New: Jobs DVU Count API

This new API helps customers to better estimate and measure Job usage for billing or monitoring.

This API retrieves the DVU count for executed jobs. Results can be grouped either by DataSource or JobId (default), depending on the parameter group_by.

To see the documentation for the the Jobs DVU Count API, you can access it here: https://docs.datastreamer.io/docs/jobs-dvu-count-api#/

8 months ago

Improved

Improved: Logging added to more Enrichments

Logging and metrics have been improved and added to more classifier and enrichments.

For more details on the Logging feature present in components, you can access the detailed documentation page here: https://docs.datastreamer.io/docs/view-component-logs#/

9 months ago

Added

New: Create Jobs with AI and Datastreamer's MCP Server

With the release of Datastreamer's MCP server, you can now integrate your AI features closer to your data pipelines!

If you have not read the "CTO Brief" on Datastreamer's strategy of being the agent interface for social data, you can access it here: https://datastreamer.io/agent-interface-for-social-data-the-cto-edition/

Inside this update, you can now access the Datastreamer MCP server and the first of our AI tools "Create Job" which allows you to create data collection jobs with natural language. This gives your new AI features, the ability to easily access the data they need.

Read more about the Create Job tool here: https://docs.datastreamer.io/docs/job-creation-agent#/

Get started connecting your MCP client here: https://docs.datastreamer.io/docs/mcp-server-setup-guide#/

10 months ago

Improved

Improved: Periodic Job Date Flexibility

When you create a Periodic Job, the default behaviour is to collect any new content matching your query since the last run time. Some customers, working to identify changes in the content's metrics, have requested greater flexibility in coverage time.

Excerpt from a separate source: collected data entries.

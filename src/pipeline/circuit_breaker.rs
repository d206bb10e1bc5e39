//! Circuit Breaker pattern implementation.
//!
//! Stops hammering an upstream once it starts failing. One breaker exists
//! per source type and is shared by every worker, so a flaky upstream is
//! shielded for the whole batch as soon as any worker observes it.
//!
//! ```text
//! CLOSED    --failure_threshold failures-->        OPEN
//! OPEN      --recovery_timeout elapsed-->          HALF_OPEN
//! HALF_OPEN --success-->                           CLOSED
//! HALF_OPEN --half_open_max_calls failures-->      OPEN
//! ```
//!
//! While HALF_OPEN, at most `half_open_max_calls` trial calls are in flight
//! or failed at once; concurrent callers beyond that are rejected.

use std::future::Future;
use std::time::{Duration, Instant};

use parking_lot::Mutex;

use crate::error::{AppError, Result};
use crate::models::{BreakerState, ResilienceConfig};

/// Circuit breaker configuration.
#[derive(Debug, Clone)]
pub struct CircuitBreakerConfig {
    /// Failures in CLOSED before opening
    pub failure_threshold: u32,
    /// Time spent OPEN before a trial call is let through
    pub recovery_timeout: Duration,
    /// Trial calls allowed while HALF_OPEN
    pub half_open_max_calls: u32,
}

impl Default for CircuitBreakerConfig {
    fn default() -> Self {
        Self::from(&ResilienceConfig::default())
    }
}

impl From<&ResilienceConfig> for CircuitBreakerConfig {
    fn from(config: &ResilienceConfig) -> Self {
        Self {
            failure_threshold: config.failure_threshold,
            recovery_timeout: config.recovery_timeout(),
            half_open_max_calls: config.half_open_max_calls,
        }
    }
}

/// Mutable breaker state.
#[derive(Debug, Clone, PartialEq, Eq)]
pub struct CircuitState {
    pub state: BreakerState,
    pub failure_count: u32,
    pub last_failure_time: Option<Instant>,
    /// Trial calls admitted in HALF_OPEN that have not finished yet
    pub half_open_in_flight: u32,
}

impl Default for CircuitState {
    fn default() -> Self {
        Self {
            state: BreakerState::Closed,
            failure_count: 0,
            last_failure_time: None,
            half_open_in_flight: 0,
        }
    }
}

/// Per-source failure guard.
#[derive(Debug)]
pub struct CircuitBreaker {
    name: String,
    config: CircuitBreakerConfig,
    state: Mutex<CircuitState>,
}

impl CircuitBreaker {
    /// Create a breaker for the named call-site.
    pub fn new(name: impl Into<String>, config: CircuitBreakerConfig) -> Self {
        Self {
            name: name.into(),
            config,
            state: Mutex::new(CircuitState::default()),
        }
    }

    pub fn name(&self) -> &str {
        &self.name
    }

    /// Copy of the current state.
    pub fn snapshot(&self) -> CircuitState {
        self.state.lock().clone()
    }

    pub fn state(&self) -> BreakerState {
        self.state.lock().state
    }

    /// Run `op` unless the circuit rejects it.
    ///
    /// A rejected call returns [`AppError::CircuitOpen`] without invoking `op`.
    pub async fn execute<T, F, Fut>(&self, op: F) -> Result<T>
    where
        F: FnOnce() -> Fut,
        Fut: Future<Output = Result<T>>,
    {
        let trial = self.admit()?;
        let _slot = trial.then(|| TrialSlot(self));

        match op().await {
            Ok(value) => {
                self.on_success();
                Ok(value)
            }
            Err(error) => {
                self.on_failure();
                Err(error)
            }
        }
    }

    /// Returns whether the admitted call is a HALF_OPEN trial.
    fn admit(&self) -> Result<bool> {
        let mut state = self.state.lock();

        if state.state == BreakerState::Open {
            let recovered = state
                .last_failure_time
                .is_none_or(|t| t.elapsed() > self.config.recovery_timeout);
            if !recovered {
                return Err(self.open_error());
            }
            log::info!("Circuit breaker '{}': OPEN → HALF_OPEN", self.name);
            state.state = BreakerState::HalfOpen;
            state.failure_count = 0;
            state.half_open_in_flight = 0;
        }

        if state.state != BreakerState::HalfOpen {
            return Ok(false);
        }

        if state.failure_count + state.half_open_in_flight >= self.config.half_open_max_calls {
            log::debug!(
                "Circuit breaker '{}': trial budget in use ({} failed, {} in flight)",
                self.name,
                state.failure_count,
                state.half_open_in_flight
            );
            return Err(self.open_error());
        }
        state.half_open_in_flight += 1;
        Ok(true)
    }

    fn on_success(&self) {
        let mut state = self.state.lock();
        if state.state != BreakerState::Closed {
            log::info!("Circuit breaker '{}': {:?} → CLOSED", self.name, state.state);
        }
        state.state = BreakerState::Closed;
        state.failure_count = 0;
        state.half_open_in_flight = 0;
    }

    fn on_failure(&self) {
        let mut state = self.state.lock();
        state.failure_count += 1;
        state.last_failure_time = Some(Instant::now());

        match state.state {
            BreakerState::Closed if state.failure_count >= self.config.failure_threshold => {
                log::warn!(
                    "Circuit breaker '{}': CLOSED → OPEN ({} consecutive failures)",
                    self.name,
                    state.failure_count
                );
                state.state = BreakerState::Open;
            }
            BreakerState::HalfOpen if state.failure_count >= self.config.half_open_max_calls => {
                log::warn!(
                    "Circuit breaker '{}': HALF_OPEN → OPEN after {} failed trial calls",
                    self.name,
                    state.failure_count
                );
                state.state = BreakerState::Open;
            }
            _ => {}
        }
    }

    fn open_error(&self) -> AppError {
        AppError::CircuitOpen {
            name: self.name.clone(),
        }
    }
}

/// Releases a HALF_OPEN trial slot, also when the call is dropped midway.
struct TrialSlot<'a>(&'a CircuitBreaker);

impl Drop for TrialSlot<'_> {
    fn drop(&mut self) {
        let mut state = self.0.state.lock();
        state.half_open_in_flight = state.half_open_in_flight.saturating_sub(1);
    }
}
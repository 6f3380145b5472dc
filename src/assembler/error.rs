//! [ParseError], the single error kind raised anywhere in the assembly pipeline

use std::error::Error as StdError;
use std::fmt;

use super::token::Token;

/// The one error kind the tokenizer, parser and emitter raise.
///
/// Nested contexts chain via `cause`: an outer handler wraps a failure with
/// a frame naming the statement or macro it was emitting, and the original
/// error becomes the cause. Printing walks the chain top-down, one line per
/// frame.
#[derive(Debug)]
pub struct ParseError {
    pub message: String,
    pub token: Token,
    pub cause: Option<Box<ParseError>>,
}

impl ParseError {
    pub fn new(message: impl Into<String>, token: Token) -> ParseError {
        ParseError { message: message.into(), token, cause: None }
    }

    /// Wrap `cause` with an outer frame, matching the "Parsing Statement" /
    /// "Emitting Macro" wrapping described for nested contexts
    pub fn wrap(message: impl Into<String>, token: Token, cause: ParseError) -> ParseError {
        ParseError { message: message.into(), token, cause: Some(Box::new(cause)) }
    }
}

impl fmt::Display for ParseError {
    fn fmt(&self, f: &mut fmt::Formatter<'_>) -> fmt::Result {
        write!(f, "{}: {}", self.token, self.message)
    }
}

impl StdError for ParseError {
    fn source(&self) -> Option<&(dyn StdError + 'static)> {
        self.cause.as_deref().map(|c| c as &(dyn StdError + 'static))
    }
}
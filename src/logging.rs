//! Pretty-printing messages to the console

use colored::Colorize;
use std::error::Error;

use crate::assembler::error::ParseError;

/// Pretty-print an error message to the console
pub fn error(error_message: String) {
    let error_title = "error:".red().bold();
    eprintln!("{} {}", error_title, error_message);
}

/// Pretty-print a warning message to the console
pub fn warning(message: String, line_number: usize) {
    let warning = "warning:".yellow().bold();
    eprintln!("{} line {}: {}", warning, line_number, message);
}

/// Pretty-print a [ParseError] and its full cause chain, one colored line per frame
pub fn assembly_error(err: &ParseError) {
    let error_title = "error:".red().bold();
    let mut frame: &dyn Error = err;
    loop {
        eprintln!("{} {}", error_title, frame);
        match frame.source() {
            Some(cause) => frame = cause,
            None => break,
        }
    }
}
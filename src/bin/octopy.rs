use std::path::Path;
use std::{env, fs, process};

use octo_asm::assembler;
use octo_asm::logging;

fn main() {
    let args: Vec<String> = env::args().collect();
    if args.len() < 2 || args.len() > 4 {
        eprintln!("Usage: {} <input.8o> [output.ch8] [output.sym]", args[0]);
        process::exit(1);
    }

    let input_path = &args[1];
    let rom_path = args.get(2).cloned().unwrap_or_else(|| with_extension(input_path, "ch8"));
    let sym_path = args.get(3).cloned().unwrap_or_else(|| with_extension(input_path, "sym"));

    let outcome = match assembler::assemble_from_file(input_path) {
        Ok(outcome) => outcome,
        Err(io_err) => {
            logging::error(format!("failed to read {input_path}: {io_err}"));
            process::exit(2);
        }
    };

    let outcome = match outcome {
        Ok(outcome) => outcome,
        Err(parse_err) => {
            logging::assembly_error(&parse_err);
            process::exit(3);
        }
    };

    if let Err(io_err) = fs::write(&rom_path, &outcome.rom) {
        logging::error(format!("failed to write {rom_path}: {io_err}"));
        process::exit(4);
    }
    if let Err(io_err) = fs::write(&sym_path, outcome.symbols.to_string()) {
        logging::error(format!("failed to write {sym_path}: {io_err}"));
        process::exit(4);
    }
}

fn with_extension(path: &str, ext: &str) -> String {
    Path::new(path).with_extension(ext).to_string_lossy().into_owned()
}
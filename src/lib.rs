//! An assembler for an extended CHIP-8 assembly language (Octo), featuring:
//! - a tokenizer and macro-splicing layer
//! - a brace-delimited arithmetic expression evaluator
//! - a single-pass emitter with label backpatching and structured control flow

pub mod assembler;
pub mod logging;
//! Renders a resolved [`Program`](super::program::Program) plus the
//! tokenizer's constant table as Octo's symbol-file text format, the way
//! an emulator or debugger front-end would load breakpoints and labels
//! back in.

use std::collections::HashMap;
use std::fmt;

use super::debugger::Debugger;
use super::token::Token;

#[derive(Debug)]
pub struct Symbols {
    pub labels: Vec<(String, u16)>,
    pub constants: Vec<(String, f64)>,
    pub breakpoints: Vec<(Token, u16)>,
    pub monitors: Vec<(u16, u16)>,
}

impl Symbols {
    pub fn new(
        label_order: &[(String, u16)],
        labels: &HashMap<String, u16>,
        consts: &HashMap<String, f64>,
        debugger: &Debugger,
    ) -> Symbols {
        let mut constants: Vec<(String, f64)> = consts
            .iter()
            .filter(|(name, _)| !labels.contains_key(*name))
            .map(|(name, value)| (name.clone(), *value))
            .collect();
        constants.sort_by(|a, b| a.0.cmp(&b.0));

        Symbols {
            labels: label_order.to_vec(),
            constants,
            breakpoints: debugger.breakpoints.clone(),
            monitors: debugger.monitors.clone(),
        }
    }
}

impl fmt::Display for Symbols {
    fn fmt(&self, f: &mut fmt::Formatter<'_>) -> fmt::Result {
        for (name, addr) in &self.labels {
            writeln!(f, "{name} = {addr:#06X}")?;
        }
        for (name, value) in &self.constants {
            if value.fract() == 0.0 {
                writeln!(f, "{name} = {}", *value as i64)?;
            } else {
                writeln!(f, "{name} = {value}")?;
            }
        }
        for (name, addr) in &self.breakpoints {
            writeln!(f, "{} = {addr:#06X}   # breakpoint: {name}", name.text)?;
        }

        write!(f, "breakpoints=[")?;
        for (i, (_, addr)) in self.breakpoints.iter().enumerate() {
            if i > 0 {
                write!(f, ", ")?;
            }
            write!(f, "{addr:#06X}")?;
        }
        writeln!(f, "]")?;

        write!(f, "monitors=[")?;
        for (i, (addr, len)) in self.monitors.iter().enumerate() {
            if i > 0 {
                write!(f, ", ")?;
            }
            write!(f, "({addr:#06X}, {len})")?;
        }
        writeln!(f, "]")?;

        Ok(())
    }
}

#[cfg(test)]
mod tests {
    use super::*;

    #[test]
    fn label_shadows_same_named_constant() {
        let mut labels = HashMap::new();
        labels.insert("tick".to_string(), 0x200u16);
        let mut consts = HashMap::new();
        consts.insert("tick".to_string(), 3.0);
        consts.insert("PI".to_string(), std::f64::consts::PI);

        let order = vec![("tick".to_string(), 0x200u16)];
        let debugger = Debugger::new();
        let symbols = Symbols::new(&order, &labels, &consts, &debugger);

        assert!(!symbols.constants.iter().any(|(name, _)| name == "tick"));
        assert!(symbols.constants.iter().any(|(name, _)| name == "PI"));
    }

    #[test]
    fn integral_constants_print_without_a_decimal_point() {
        let labels = HashMap::new();
        let mut consts = HashMap::new();
        consts.insert("SPEED".to_string(), 4.0);
        let order = Vec::new();
        let debugger = Debugger::new();
        let symbols = Symbols::new(&order, &labels, &consts, &debugger);

        let text = symbols.to_string();
        assert!(text.contains("SPEED = 4\n"));
    }

    #[test]
    fn breakpoints_list_addresses_in_definition_order() {
        let labels = HashMap::new();
        let consts = HashMap::new();
        let order = Vec::new();
        let mut debugger = Debugger::new();
        debugger.breakpoint(Token::new("start", 3, 1), 0x200);
        debugger.breakpoint(Token::new("mid", 9, 1), 0x210);
        let symbols = Symbols::new(&order, &labels, &consts, &debugger);

        let text = symbols.to_string();
        assert!(text.contains("breakpoints=[0x0200, 0x0210]"));
    }
}
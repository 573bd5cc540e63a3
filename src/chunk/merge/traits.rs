//! Trait for one iteration of the light-bounded merge

use crate::bsp::BspTree;
use crate::chunk::ChunkMap;
use crate::chunk::merge::MergeStep;
use crate::errors::CompileError;
use crate::source::LightQuery;

/// Runs one agglomeration iteration over every chunk root.
///
/// Implementations must place each root with [`place`](super::place) and
/// build their result with [`fold_buckets`](super::fold_buckets); they only
/// differ in how the per-root placements are computed. The only failure is
/// a merged submesh outgrowing its index type.
pub trait MergeOps {
    fn agglomerate_step(
        &self,
        tree: &BspTree,
        lights: &dyn LightQuery,
        light_cap: usize,
        chunks: ChunkMap,
        iteration: usize,
    ) -> Result<MergeStep, CompileError>;
}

With the "Query Start Time Adjustment" option in all Periodic Jobs, you can now set an adjusted search start time. You can now set the number of seconds to adjust the query start time backwards in time. For example: search hourly, for the previous two hours. This is best used with updatable storage (like Searchable Storage) to ensure updated fields are registered.

10 months ago

Added

New: Document Deduplication Component

This new component can filter out duplicates with 24-hour rolling windows by allowing you to select configurable deduplication fields. You can use this filter to move duplicate content into another stream, storage, or trash.

10 months ago

Added

New: Import/Export Pipeline Configuration

The Pipeline Import/Export feature provides a simple way to transfer pipeline configurations between accounts or create backups with a single click.

The generated file uses a standardized JSON format (a .pipeline file) that is both machine-readable and human-understandable, and contains the functionality required to configure a new pipeline!

10 months ago

Added

New: Additional Vetric data source components

Additional data source components have been added to support new Vetric data source endpoints.

11 months ago

Improved

Improved: Query builder, custom data source support, and GenAI translation.

Greater support for custom data sources: https://docs.datastreamer.io/update/docs/private-data-sources#/
Improvements to Pipeline validation, improving the error messages when running misconfigured pipelines.
Removed empty and unnecessary fields from Pipeline export files.
Fixed issues with query builder when using select Socialgist sources.
Improved chunking when using GenAI Translation component.

11 months ago

Added

New: Apify Actor Integration Components

Within Datastreamer, you can now integrate any Apify actor into your pipelines!

About Apify: Apify provides a marketplace of scrapers designed for large-scale web scraping, data extraction, and browser automation. This marketplace of community-made scrapers, let's you run 5,000+ different scrapers known as "Actors".

The new Apify Actor Integration component allows you to use any of the Actors from Apify within your pipeline.

To get started, check out this Setup Guide: Apify Integration Setup.

Not sure what to start with? Registry offers a selection of the 5,000+ Apify Actors:

11 months ago

Fixed

Bug Fix: Per Document Storage in AWS S3 Egress

We've released a fix that was causing per-document storage in AWS S3 storage.